Description of the task:
Starting at the line below holding "use crate::render::ChatView;" and stopping at the line holding "(extracted for testing)", print every line exactly, both ends included, and leave the rest out.

Dataset excerpts:

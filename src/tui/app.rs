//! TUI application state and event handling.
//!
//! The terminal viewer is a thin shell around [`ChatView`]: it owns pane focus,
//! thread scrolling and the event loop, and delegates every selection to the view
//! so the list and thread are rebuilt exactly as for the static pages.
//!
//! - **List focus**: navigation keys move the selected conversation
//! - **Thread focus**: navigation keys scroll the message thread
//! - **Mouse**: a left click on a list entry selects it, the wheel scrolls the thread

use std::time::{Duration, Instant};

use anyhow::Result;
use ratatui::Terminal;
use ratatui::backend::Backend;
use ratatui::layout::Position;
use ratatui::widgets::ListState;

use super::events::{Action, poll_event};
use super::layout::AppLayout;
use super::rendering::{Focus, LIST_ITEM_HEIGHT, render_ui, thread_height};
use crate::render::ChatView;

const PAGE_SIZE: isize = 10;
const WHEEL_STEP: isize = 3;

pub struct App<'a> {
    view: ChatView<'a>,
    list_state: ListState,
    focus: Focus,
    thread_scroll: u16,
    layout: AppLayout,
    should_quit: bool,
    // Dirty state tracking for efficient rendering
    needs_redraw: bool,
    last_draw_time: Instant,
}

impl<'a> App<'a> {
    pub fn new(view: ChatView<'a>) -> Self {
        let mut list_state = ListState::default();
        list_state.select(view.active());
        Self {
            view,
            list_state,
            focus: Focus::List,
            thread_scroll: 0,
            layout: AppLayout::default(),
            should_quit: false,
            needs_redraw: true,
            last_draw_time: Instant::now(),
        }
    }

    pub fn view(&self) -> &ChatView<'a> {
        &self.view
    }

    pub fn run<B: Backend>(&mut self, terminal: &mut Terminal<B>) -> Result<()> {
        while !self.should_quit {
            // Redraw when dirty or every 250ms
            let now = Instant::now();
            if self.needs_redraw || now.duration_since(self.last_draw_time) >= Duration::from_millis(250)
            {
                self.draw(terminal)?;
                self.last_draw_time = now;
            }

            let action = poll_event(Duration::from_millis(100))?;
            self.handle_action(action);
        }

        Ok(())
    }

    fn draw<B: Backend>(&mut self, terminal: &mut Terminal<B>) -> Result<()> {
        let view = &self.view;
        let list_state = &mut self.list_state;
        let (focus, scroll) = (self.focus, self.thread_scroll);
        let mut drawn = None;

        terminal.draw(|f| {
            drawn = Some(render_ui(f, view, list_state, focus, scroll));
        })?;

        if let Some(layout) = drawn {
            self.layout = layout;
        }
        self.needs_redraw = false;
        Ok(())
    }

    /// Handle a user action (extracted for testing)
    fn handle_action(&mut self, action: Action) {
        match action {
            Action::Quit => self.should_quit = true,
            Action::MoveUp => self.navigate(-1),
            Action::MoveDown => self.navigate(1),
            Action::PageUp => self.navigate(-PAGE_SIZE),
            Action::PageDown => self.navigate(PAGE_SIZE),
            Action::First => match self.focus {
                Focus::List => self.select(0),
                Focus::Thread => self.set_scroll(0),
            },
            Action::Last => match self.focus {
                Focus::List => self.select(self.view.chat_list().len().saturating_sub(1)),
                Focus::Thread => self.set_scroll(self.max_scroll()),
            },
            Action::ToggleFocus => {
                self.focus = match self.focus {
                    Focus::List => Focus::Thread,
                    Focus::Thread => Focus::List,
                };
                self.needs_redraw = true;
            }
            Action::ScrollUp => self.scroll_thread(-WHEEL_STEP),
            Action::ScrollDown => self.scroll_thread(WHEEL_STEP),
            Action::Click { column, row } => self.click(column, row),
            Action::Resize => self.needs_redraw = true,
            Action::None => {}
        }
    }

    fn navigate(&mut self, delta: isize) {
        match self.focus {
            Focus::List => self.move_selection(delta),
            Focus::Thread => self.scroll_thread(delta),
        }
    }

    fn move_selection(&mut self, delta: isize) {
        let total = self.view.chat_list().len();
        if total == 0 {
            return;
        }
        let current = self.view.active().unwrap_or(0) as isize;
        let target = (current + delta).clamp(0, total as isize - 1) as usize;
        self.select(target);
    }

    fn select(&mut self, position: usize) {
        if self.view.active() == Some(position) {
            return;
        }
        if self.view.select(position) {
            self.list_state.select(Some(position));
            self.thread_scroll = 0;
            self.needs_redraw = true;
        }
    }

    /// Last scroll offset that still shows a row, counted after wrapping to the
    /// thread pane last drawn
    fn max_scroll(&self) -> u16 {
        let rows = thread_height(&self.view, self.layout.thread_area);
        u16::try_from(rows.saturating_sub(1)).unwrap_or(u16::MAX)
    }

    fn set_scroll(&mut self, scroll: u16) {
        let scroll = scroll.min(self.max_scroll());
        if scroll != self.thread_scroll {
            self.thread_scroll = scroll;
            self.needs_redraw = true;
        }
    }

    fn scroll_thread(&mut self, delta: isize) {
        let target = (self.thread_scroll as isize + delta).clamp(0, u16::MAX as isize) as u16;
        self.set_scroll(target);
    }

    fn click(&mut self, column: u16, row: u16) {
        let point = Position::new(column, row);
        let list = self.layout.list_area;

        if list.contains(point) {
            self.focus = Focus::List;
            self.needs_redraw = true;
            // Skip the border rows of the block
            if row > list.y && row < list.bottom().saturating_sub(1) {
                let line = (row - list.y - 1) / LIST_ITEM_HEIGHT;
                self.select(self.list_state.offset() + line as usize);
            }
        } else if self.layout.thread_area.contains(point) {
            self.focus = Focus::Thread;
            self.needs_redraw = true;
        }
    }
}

* * *

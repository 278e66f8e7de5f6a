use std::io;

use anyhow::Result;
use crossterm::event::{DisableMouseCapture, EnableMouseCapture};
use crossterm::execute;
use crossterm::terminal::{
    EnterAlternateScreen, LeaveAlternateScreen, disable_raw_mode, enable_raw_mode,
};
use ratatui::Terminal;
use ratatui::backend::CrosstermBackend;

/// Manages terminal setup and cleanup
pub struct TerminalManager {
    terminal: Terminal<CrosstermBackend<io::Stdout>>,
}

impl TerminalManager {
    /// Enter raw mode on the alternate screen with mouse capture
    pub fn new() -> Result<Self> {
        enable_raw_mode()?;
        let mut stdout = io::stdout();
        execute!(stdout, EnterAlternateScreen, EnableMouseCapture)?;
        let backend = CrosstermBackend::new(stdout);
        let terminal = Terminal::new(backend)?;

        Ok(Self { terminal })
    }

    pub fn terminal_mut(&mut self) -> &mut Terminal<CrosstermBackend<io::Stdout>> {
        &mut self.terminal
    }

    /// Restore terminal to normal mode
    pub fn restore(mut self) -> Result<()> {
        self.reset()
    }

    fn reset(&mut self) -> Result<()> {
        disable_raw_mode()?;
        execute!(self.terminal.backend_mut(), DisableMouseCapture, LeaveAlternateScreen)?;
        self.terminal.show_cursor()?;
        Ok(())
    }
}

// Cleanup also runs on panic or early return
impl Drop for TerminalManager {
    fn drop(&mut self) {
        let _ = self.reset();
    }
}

Expected answer:
use crate::render::ChatView;

const PAGE_SIZE: isize = 10;
const WHEEL_STEP: isize = 3;

pub struct App<'a> {
    view: ChatView<'a>,
    list_state: ListState,
    focus: Focus,
    thread_scroll: u16,
    layout: AppLayout,
    should_quit: bool,
    // Dirty state tracking for efficient rendering
    needs_redraw: bool,
    last_draw_time: Instant,
}

impl<'a> App<'a> {
    pub fn new(view: ChatView<'a>) -> Self {
        let mut list_state = ListState::default();
        list_state.select(view.active());
        Self {
            view,
            list_state,
            focus: Focus::List,
            thread_scroll: 0,
            layout: AppLayout::default(),
            should_quit: false,
            needs_redraw: true,
            last_draw_time: Instant::now(),
        }
    }

    pub fn view(&self) -> &ChatView<'a> {
        &self.view
    }

    pub fn run<B: Backend>(&mut self, terminal: &mut Terminal<B>) -> Result<()> {
        while !self.should_quit {
            // Redraw when dirty or every 250ms
            let now = Instant::now();
            if self.needs_redraw || now.duration_since(self.last_draw_time) >= Duration::from_millis(250)
            {
                self.draw(terminal)?;
                self.last_draw_time = now;
            }

            let action = poll_event(Duration::from_millis(100))?;
            self.handle_action(action);
        }

        Ok(())
    }

    fn draw<B: Backend>(&mut self, terminal: &mut Terminal<B>) -> Result<()> {
        let view = &self.view;
        let list_state = &mut self.list_state;
        let (focus, scroll) = (self.focus, self.thread_scroll);
        let mut drawn = None;

        terminal.draw(|f| {
            drawn = Some(render_ui(f, view, list_state, focus, scroll));
        })?;

        if let Some(layout) = drawn {
            self.layout = layout;
        }
        self.needs_redraw = false;
        Ok(())
    }

    /// Handle a user action (extracted for testing)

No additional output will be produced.